As an illustration, I've cut and paste some of the code from the caret homepage working with the Sonar dataset (placeholder code - could be anything):
testdat <- get(data(Sonar))
testdat$Source<-as.factor(sample(c(LETTERS[1:6],LETTERS[1:3]),nrow(testdat),replace = T))
A B C D E F
49 51 44 17 28 19
after which I would continue with a typical train,tune, and test routine once I decide on a model.
What I've added here is another factor column of a source, or where the corresponding "Class" came from. As an arbitrary example, say these were 6 different people who made their designation of "Class" using slightly different methods and I want to put greater importance on A's classification method than B's but less than C's and so forth.
The actual data are something like this, where there are class imbalances, both among the true/false, M/R, or whatever class, and among these Sources.
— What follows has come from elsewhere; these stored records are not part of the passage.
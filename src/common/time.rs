//! Time-related utilities with clock abstraction for testability.

use chrono::Utc;

/// Clock trait for dependency injection and testing
pub trait Clock: Send + Sync {
    /// Get current Unix timestamp in milliseconds (UTC)
    fn now_unix_millis(&self) -> i64;
}

/// System clock implementation (uses actual system time)
#[derive(Debug, Clone, Copy)]
pub struct SystemClock;

impl Clock for SystemClock {
    fn now_unix_millis(&self) -> i64 {
        now_unix_millis()
    }
}

/// Fixed clock implementation for testing (returns a fixed time)
#[derive(Debug, Clone, Copy)]
pub struct FixedClock {
    fixed_time: i64,
}

impl FixedClock {
    /// Create a new fixed clock with the given timestamp
    pub fn new(fixed_time_millis: i64) -> Self {
        Self {
            fixed_time: fixed_time_millis,
        }
    }
}

impl Clock for FixedClock {
    fn now_unix_millis(&self) -> i64 {
        self.fixed_time
    }
}

/// Get current Unix timestamp in milliseconds (UTC)
pub fn now_unix_millis() -> i64 {
    Utc::now().timestamp_millis()
}

/// Convert Unix timestamp (milliseconds) to RFC 3339 format (UTC)
pub fn timestamp_to_rfc3339(timestamp_millis: i64) -> String {
    let seconds = timestamp_millis / 1000;
    let nanos = ((timestamp_millis % 1000) * 1_000_000) as u32;
    match chrono::DateTime::from_timestamp(seconds, nanos) {
        Some(dt) => dt.to_rfc3339(),
        None => String::from("invalid-timestamp"),
    }
}
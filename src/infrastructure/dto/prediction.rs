//! Prediction stream DTOs.
//!
//! The prediction endpoint is a shared inference service, not a peer link.
//! Clients stream landmark vectors at a bounded rate and receive predictions
//! whenever the service has a full sequence window.

use serde::{Deserialize, Serialize};

/// Client -> server messages on the prediction stream
#[derive(Debug, Clone, PartialEq, Serialize, Deserialize)]
#[serde(tag = "type", rename_all = "snake_case")]
pub enum PredictionOutbound {
    /// A flattened landmark vector.
    ///
    /// `has_hands` is the sole discriminator for "no hands detected":
    /// when it is `false` the `landmarks` list is empty and the receiver
    /// resets its sequence state. Vector content is never inspected to
    /// infer hand presence.
    Landmarks {
        landmarks: Vec<f32>,
        has_hands: bool,
    },
    /// Explicit request to clear the service's sequence window
    Reset,
}

/// Server -> client messages on the prediction stream
#[derive(Debug, Clone, PartialEq, Serialize, Deserialize)]
#[serde(tag = "type", rename_all = "snake_case")]
pub enum PredictionInbound {
    Prediction { label: String, confidence: f64 },
    Connection { message: String },
    Error { message: String },
}
//! The session relay layer.
//!
//! A session pairs a local id with a peer id and orchestrates three
//! independently-lived duplex channels: chat, video relay and the shared
//! prediction stream. Channels fail independently; only loss of the chat
//! channel ends the session. Reconnection is always user-initiated.

pub mod channel;
pub mod coordinator;
pub mod endpoints;
pub mod error;
pub mod identity;
pub mod throttle;

pub use channel::{ChannelEvent, ChannelHandle, ChannelKind, ChannelState};
pub use coordinator::{SessionCommand, SessionCoordinator, SessionNotification, SessionState};
pub use endpoints::Endpoints;
pub use error::SessionError;
pub use throttle::SendGate;
//! Infrastructure layer: wire-format DTOs shared by the session layer and the
//! relay server.

pub mod dto;
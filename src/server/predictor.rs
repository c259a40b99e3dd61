//! Sign prediction interface and sequence windowing.
//!
//! The model itself lives outside this crate; the endpoint only buffers a
//! sliding window of feature vectors and asks the injected predictor for a
//! label once the window is full.

use async_trait::async_trait;
use thiserror::Error;

use crate::domain::FeatureVector;

/// Frames per prediction window
pub const SEQUENCE_LENGTH: usize = 10;

#[derive(Debug, Error)]
pub enum PredictError {
    #[error("prediction failed: {0}")]
    Inference(String),
}

/// One model output
#[derive(Debug, Clone, PartialEq)]
pub struct PredictorOutput {
    pub label: String,
    pub confidence: f64,
}

/// Sequence-to-label prediction capability.
///
/// `predict` receives the full current window and may return `None` when the
/// model has no confident label for it.
#[cfg_attr(test, mockall::automock)]
#[async_trait]
pub trait SignPredictor: Send + Sync {
    async fn predict(
        &self,
        sequence: &[FeatureVector],
    ) -> Result<Option<PredictorOutput>, PredictError>;
}

/// Fixed-size sliding window of the most recent feature vectors.
#[derive(Debug, Default)]
pub struct SequenceBuffer {
    frames: Vec<FeatureVector>,
}

impl SequenceBuffer {
    pub fn new() -> Self {
        Self::default()
    }

    /// Append one vector, discarding the oldest once the window is full.
    pub fn push(&mut self, vector: FeatureVector) {
        self.frames.push(vector);
        if self.frames.len() > SEQUENCE_LENGTH {
            self.frames.remove(0);
        }
    }

    /// The full window, or `None` while it is still filling
    pub fn window(&self) -> Option<&[FeatureVector]> {
        if self.frames.len() == SEQUENCE_LENGTH {
            Some(&self.frames)
        } else {
            None
        }
    }

    pub fn reset(&mut self) {
        self.frames.clear();
    }

    pub fn len(&self) -> usize {
        self.frames.len()
    }

    pub fn is_empty(&self) -> bool {
        self.frames.is_empty()
    }
}

/// Baseline predictor that labels every full window with a fixed output.
///
/// Useful for exercising the endpoint without a trained model.
#[derive(Debug, Clone)]
pub struct ConstantPredictor {
    pub output: PredictorOutput,
}

impl ConstantPredictor {
    pub fn new(label: impl Into<String>, confidence: f64) -> Self {
        Self {
            output: PredictorOutput {
                label: label.into(),
                confidence,
            },
        }
    }
}

#[async_trait]
impl SignPredictor for ConstantPredictor {
    async fn predict(
        &self,
        _sequence: &[FeatureVector],
    ) -> Result<Option<PredictorOutput>, PredictError> {
        Ok(Some(self.output.clone()))
    }
}
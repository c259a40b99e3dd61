//! Relay server for the sign-language video chat.
//!
//! Serves the pair-scoped chat and video relays, the shared prediction
//! endpoint and identity issuance. Runs without a prediction model by
//! default; the prediction endpoint then reports the model unavailable.
//!
//! Run with:
//! ```not_rust
//! cargo run --bin server
//! cargo run --bin server -- --port 9000
//! ```

use clap::Parser;

use shuwa::common::logger::setup_logger;

#[derive(Parser, Debug)]
#[command(name = "server")]
#[command(about = "Relay server for sign-language video chat sessions", long_about = None)]
struct Args {
    /// Host address to bind to
    #[arg(long, default_value = "127.0.0.1")]
    host: String,

    /// Port number to bind to
    #[arg(short = 'p', long, default_value_t = 8000)]
    port: u16,
}

#[tokio::main]
async fn main() {
    // Initialize tracing
    setup_logger(env!("CARGO_BIN_NAME"), "info");

    let args = Args::parse();

    if let Err(e) = shuwa::server::run_server(args.host, args.port, None).await {
        tracing::error!("Server error: {}", e);
        std::process::exit(1);
    }
}
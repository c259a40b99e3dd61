//! Chat channel message DTOs.
//!
//! The chat channel carries two message families: free-text messages and
//! relayed sign predictions. The relay server stamps the sender id onto
//! forwarded text messages, so the outbound and inbound shapes differ.

use serde::{Deserialize, Serialize};

/// Client -> server messages on the chat channel
#[derive(Debug, Clone, PartialEq, Serialize, Deserialize)]
#[serde(tag = "type", rename_all = "snake_case")]
pub enum ChatOutbound {
    /// Free-text message addressed to the paired peer
    Message { text: String },
    /// A locally produced prediction re-published for the peer
    AslPrediction { label: String, confidence: f64 },
}

/// Server -> client messages on the chat channel
#[derive(Debug, Clone, PartialEq, Serialize, Deserialize)]
#[serde(tag = "type", rename_all = "snake_case")]
pub enum ChatInbound {
    /// Free-text message forwarded from the peer, sender id stamped by the relay
    Message { sender: String, text: String },
    /// The peer's relayed prediction
    AslPrediction { label: String, confidence: f64 },
}
//! Remote composite surface.
//!
//! Consumes session notifications and owns the remote display raster
//! exclusively. Malformed inbound frames are swallowed and skipped: frame
//! relay is lossy by design and a bad frame is never surfaced to the user.

use image::imageops::{self, FilterType};
use image::{Rgb, RgbImage};

use crate::domain::Prediction;
use crate::media;
use crate::session::coordinator::SessionNotification;
use crate::session::SessionState;

use super::canvas::LocalCanvas;

/// Picture-in-picture inset margin, pixels
const PIP_MARGIN: u32 = 8;

/// Prediction badge geometry, pixels
const BADGE_HEIGHT: u32 = 10;
const BADGE_MAX_WIDTH: u32 = 80;

/// Badge fill color
const BADGE_COLOR: Rgb<u8> = Rgb([0x2d, 0xd4, 0xbf]);

#[derive(Debug, Default)]
pub struct RenderSurface {
    remote: Option<RgbImage>,
    overlay: Option<Prediction>,
}

impl RenderSurface {
    pub fn new() -> Self {
        Self::default()
    }

    /// Apply one session notification to the surface state.
    pub fn apply(&mut self, notification: &SessionNotification) {
        match notification {
            SessionNotification::RemoteFrame(frame_data) => match media::decode_frame(frame_data) {
                Ok(frame) => self.remote = Some(frame),
                Err(e) => tracing::debug!("skipping undecodable remote frame: {}", e),
            },
            SessionNotification::RemotePrediction(prediction) => {
                self.overlay = Some(prediction.clone());
            }
            SessionNotification::StateChanged(SessionState::Idle) => {
                self.remote = None;
                self.overlay = None;
            }
            _ => {}
        }
    }

    /// Most recent decoded remote frame, if any has arrived
    pub fn remote(&self) -> Option<&RgbImage> {
        self.remote.as_ref()
    }

    /// Most recent remote prediction; `None` until the first one arrives
    pub fn overlay(&self) -> Option<&Prediction> {
        self.overlay.as_ref()
    }

    /// Composite the visual surface: remote frame as primary, local canvas as
    /// picture-in-picture, prediction badge top-right.
    ///
    /// Returns `None` before the first remote frame has been decoded.
    pub fn composite(&self, local: Option<&LocalCanvas>) -> Option<RgbImage> {
        let mut frame = self.remote.clone()?;

        if let Some(canvas) = local {
            if !canvas.is_empty() {
                let pip_width = (frame.width() / 4).max(1);
                let pip_height = (frame.height() / 4).max(1);
                let pip = imageops::resize(canvas.image(), pip_width, pip_height, FilterType::Triangle);
                let y = frame.height().saturating_sub(pip_height + PIP_MARGIN);
                imageops::replace(&mut frame, &pip, PIP_MARGIN as i64, y as i64);
            }
        }

        if let Some(prediction) = &self.overlay {
            draw_badge(&mut frame, prediction);
        }

        Some(frame)
    }
}

/// Confidence badge: a filled bar whose width scales with confidence.
fn draw_badge(frame: &mut RgbImage, prediction: &Prediction) {
    let width = ((prediction.confidence.value() * BADGE_MAX_WIDTH as f64) as u32).max(1);
    let x0 = frame.width().saturating_sub(width + PIP_MARGIN);
    for y in PIP_MARGIN..(PIP_MARGIN + BADGE_HEIGHT).min(frame.height()) {
        for x in x0..frame.width().saturating_sub(PIP_MARGIN) {
            frame.put_pixel(x, y, BADGE_COLOR);
        }
    }
}
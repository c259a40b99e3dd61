//! Outbound rate gate for the media channels.
//!
//! Drop-oldest policy: when the gate is closed the candidate payload is
//! discarded entirely, never queued. Stale frames and stale landmarks are
//! worse than missing ones for a live conversation, so the system always
//! prefers freshness over completeness. The gate governs transmission only;
//! capture and local preview run at full device rate regardless.

use super::channel::ChannelKind;

/// Minimum interval between landmark sends (~20 Hz)
pub const LANDMARK_SEND_INTERVAL_MS: i64 = 50;

/// Minimum interval between video frame sends (~7 Hz)
pub const FRAME_SEND_INTERVAL_MS: i64 = 150;

/// Per-kind send gate, a pure function of the last-sent timestamp.
#[derive(Debug, Default)]
pub struct SendGate {
    last_landmarks_at: Option<i64>,
    last_frame_at: Option<i64>,
}

impl SendGate {
    pub fn new() -> Self {
        Self::default()
    }

    /// Whether a send on `kind` is permitted at `now_millis`.
    ///
    /// A permitted call records `now_millis` as the new last-sent time;
    /// a denied call records nothing. Chat is never gated.
    pub fn permit(&mut self, kind: ChannelKind, now_millis: i64) -> bool {
        let (slot, interval) = match kind {
            ChannelKind::Chat => return true,
            ChannelKind::PredictionStream => {
                (&mut self.last_landmarks_at, LANDMARK_SEND_INTERVAL_MS)
            }
            ChannelKind::VideoRelay => (&mut self.last_frame_at, FRAME_SEND_INTERVAL_MS),
        };
        match *slot {
            Some(last) if now_millis - last < interval => false,
            _ => {
                *slot = Some(now_millis);
                true
            }
        }
    }
}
From the vignettes and examples I have found, at least the former I would address by using a metric like ROC during tuning, but as to how to even incorporate the latter, I'm not sure.
separating the original data by Source and cycling through the factor
levels one at a time, using the current level to build a model and
the rest of the data to test it
instead of classification, turn it into a hybrid classification/regression problem, where I use the ranks of the sources as what I want to model. If A is considered best, then an "A positive" would get a score of +6, "A negative", a score of -6 and so on. Then perform a regression fit on these values, ignoring the Class column.